Augmentation of Structure Information to the Sequence-Based Machine Learning-Assisted Directed Protein Evolution

Directed evolution (DE) adapts the evolutionary process of the nature to improve the functions of a target protein. Machine learning (ML) has contributed to many steps in DE to identify starting variants, to generate a pool of variants, to map sequence to fitness and to optimize sequence-function models. To date, the majority of ML-assisted DE (MLDE) approaches has utilized exclusively sequence information for their DE campaigns due to the challenges and cost associated with generating protein structure information. Here, we examine two examples of a structure-informed MLDE approach to select high fitness variants from a library of Protein G B1 domain. We adapted and applied the zero-shot sequence prediction to select an initial training set of 96 variants for our MLDE campaign.
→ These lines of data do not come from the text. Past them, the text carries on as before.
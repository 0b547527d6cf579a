//! In-process fakes shared by unit tests

use async_trait::async_trait;
use std::collections::{HashMap, HashSet};
use std::sync::atomic::{AtomicBool, AtomicUsize, Ordering};
use std::sync::{Arc, Mutex};
use std::time::Duration;
use tokio::time::Instant;

use crate::app::App;
use crate::cache::{CacheManager, MemoryStore};
use crate::config::Config;
use crate::connectivity;
use crate::data::{ApiError, Catalog, Pokemon, PokemonDetail, PokemonRef, Stat};

/// Catalog of `total` generated entries named `mon-<index>`
///
/// Records how many detail requests overlap so tests can check concurrency
/// bounds, and can be told to fail individual items or whole pages.
pub struct FakeCatalog {
    total: usize,
    delay: Duration,
    fail_pages: AtomicBool,
    failing_urls: Mutex<HashSet<String>>,
    slow_urls: Mutex<HashMap<String, Duration>>,
    timings: Mutex<Vec<(usize, Instant, Instant)>>,
    in_flight: AtomicUsize,
    max_in_flight: AtomicUsize,
    page_calls: AtomicUsize,
    detail_calls: AtomicUsize,
}

impl FakeCatalog {
    pub fn new(total: usize) -> Self {
        Self {
            total,
            delay: Duration::from_millis(5),
            fail_pages: AtomicBool::new(false),
            failing_urls: Mutex::new(HashSet::new()),
            slow_urls: Mutex::new(HashMap::new()),
            timings: Mutex::new(Vec::new()),
            in_flight: AtomicUsize::new(0),
            max_in_flight: AtomicUsize::new(0),
            page_calls: AtomicUsize::new(0),
            detail_calls: AtomicUsize::new(0),
        }
    }

    pub fn with_delay(mut self, delay: Duration) -> Self {
        self.delay = delay;
        self
    }

    pub fn url_for(index: usize) -> String {
        format!("https://example.test/pokemon/{}/", index)
    }

    pub fn reference(index: usize) -> PokemonRef {
        PokemonRef {
            name: format!("mon-{}", index),
            url: Self::url_for(index),
        }
    }

    /// Types the fake reports for entry `index`
    pub fn types_for(index: usize) -> Vec<String> {
        const TYPES: [&str; 3] = ["grass", "fire", "water"];
        vec![TYPES[index % TYPES.len()].to_string()]
    }

    pub fn fail_url(&self, url: &str) {
        self.failing_urls.lock().unwrap().insert(url.to_string());
    }

    /// Makes the detail request for `url` take `delay` instead of the default
    pub fn slow_url(&self, url: &str, delay: Duration) {
        self.slow_urls.lock().unwrap().insert(url.to_string(), delay);
    }

    /// `(index, started, finished)` for every completed detail request
    pub fn timings(&self) -> Vec<(usize, Instant, Instant)> {
        self.timings.lock().unwrap().clone()
    }

    pub fn set_fail_pages(&self, fail: bool) {
        self.fail_pages.store(fail, Ordering::SeqCst);
    }

    pub fn max_in_flight(&self) -> usize {
        self.max_in_flight.load(Ordering::SeqCst)
    }

    pub fn page_calls(&self) -> usize {
        self.page_calls.load(Ordering::SeqCst)
    }

    pub fn detail_calls(&self) -> usize {
        self.detail_calls.load(Ordering::SeqCst)
    }

    fn index_of(url: &str) -> Option<usize> {
        url.trim_end_matches('/').rsplit('/').next()?.parse().ok()
    }

    fn failure(url: &str) -> ApiError {
        ApiError::Status {
            status: 500,
            url: url.to_string(),
        }
    }
}

#[async_trait]
impl Catalog for FakeCatalog {
    async fn fetch_page(&self, limit: usize, offset: usize) -> Result<Vec<PokemonRef>, ApiError> {
        self.page_calls.fetch_add(1, Ordering::SeqCst);
        tokio::time::sleep(self.delay).await;
        if self.fail_pages.load(Ordering::SeqCst) {
            return Err(Self::failure("page"));
        }
        let end = (offset + limit).min(self.total);
        Ok((offset.min(end)..end).map(Self::reference).collect())
    }

    async fn fetch_types_of(&self, url: &str) -> Result<Vec<String>, ApiError> {
        self.detail_calls.fetch_add(1, Ordering::SeqCst);
        let now = self.in_flight.fetch_add(1, Ordering::SeqCst) + 1;
        self.max_in_flight.fetch_max(now, Ordering::SeqCst);
        let started = Instant::now();

        let delay = self
            .slow_urls
            .lock()
            .unwrap()
            .get(url)
            .copied()
            .unwrap_or(self.delay);
        tokio::time::sleep(delay).await;

        self.in_flight.fetch_sub(1, Ordering::SeqCst);
        if let Some(index) = Self::index_of(url) {
            self.timings
                .lock()
                .unwrap()
                .push((index, started, Instant::now()));
        }
        if self.failing_urls.lock().unwrap().contains(url) {
            return Err(Self::failure(url));
        }
        let index = Self::index_of(url).ok_or_else(|| Self::failure(url))?;
        Ok(Self::types_for(index))
    }

    async fn fetch_type_names(&self) -> Result<Vec<String>, ApiError> {
        tokio::time::sleep(self.delay).await;
        if self.fail_pages.load(Ordering::SeqCst) {
            return Err(Self::failure("type"));
        }
        Ok(vec!["grass".into(), "fire".into(), "water".into()])
    }

    async fn fetch_detail(&self, name: &str) -> Result<PokemonDetail, ApiError> {
        tokio::time::sleep(self.delay).await;
        if self.fail_pages.load(Ordering::SeqCst) {
            return Err(Self::failure(name));
        }
        Ok(PokemonDetail {
            name: name.to_string(),
            height: 7,
            weight: 69,
            abilities: vec!["overgrow".to_string()],
            stats: vec![Stat {
                name: "hp".to_string(),
                base_stat: 45,
            }],
            sprite_url: None,
            types: vec!["grass".to_string()],
        })
    }
}

/// Builds a resolved item for projection tests
pub fn pokemon(name: &str, types: &[&str]) -> Pokemon {
    Pokemon {
        name: name.to_string(),
        url: format!("https://example.test/pokemon/{}/", name),
        types: Some(types.iter().map(|t| t.to_string()).collect()),
    }
}

/// Builds an app over `catalog` with an in-memory cache
pub fn test_app_with(catalog: FakeCatalog, online: bool) -> App {
    let cache = Arc::new(CacheManager::new(
        Arc::new(MemoryStore::new()),
        Duration::from_secs(60 * 60),
    ));
    test_app_with_cache(catalog, cache, online)
}

/// Builds an app over `catalog` sharing `cache` with the caller
pub fn test_app_with_cache(catalog: FakeCatalog, cache: Arc<CacheManager>, online: bool) -> App {
    let config = Config {
        cache_dir: None,
        ..Config::default()
    };
    App::new(&config, Arc::new(catalog), cache, connectivity::fixed(online))
}

/// Lets the filter quiet window pass and applies the result
pub async fn settle(app: &mut App) {
    tokio::time::sleep(Duration::from_millis(301)).await;
    app.tick();
}

/// Online app over 100 fake entries with the first page loaded
pub async fn loaded_app() -> App {
    let mut app = test_app_with(FakeCatalog::new(100), true);
    app.load_initial().await;
    settle(&mut app).await;
    app
}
To generate structure-based input features for use in ML model training, we leveraged protein structure prediction with AlphaFold2 and molecular docking with Rosetta FlexPepDock. After three rounds of MLDE campaign, we demonstrated that leveraging structure information has the potential to improve both the average and the maximum fitness scores of predicted variants when compared to predictions made with sequence information alone. In addition, we found that zero-shot sampling methods could significantly affect the average fitness scores, the maximum fitness score and the number of predicted variants.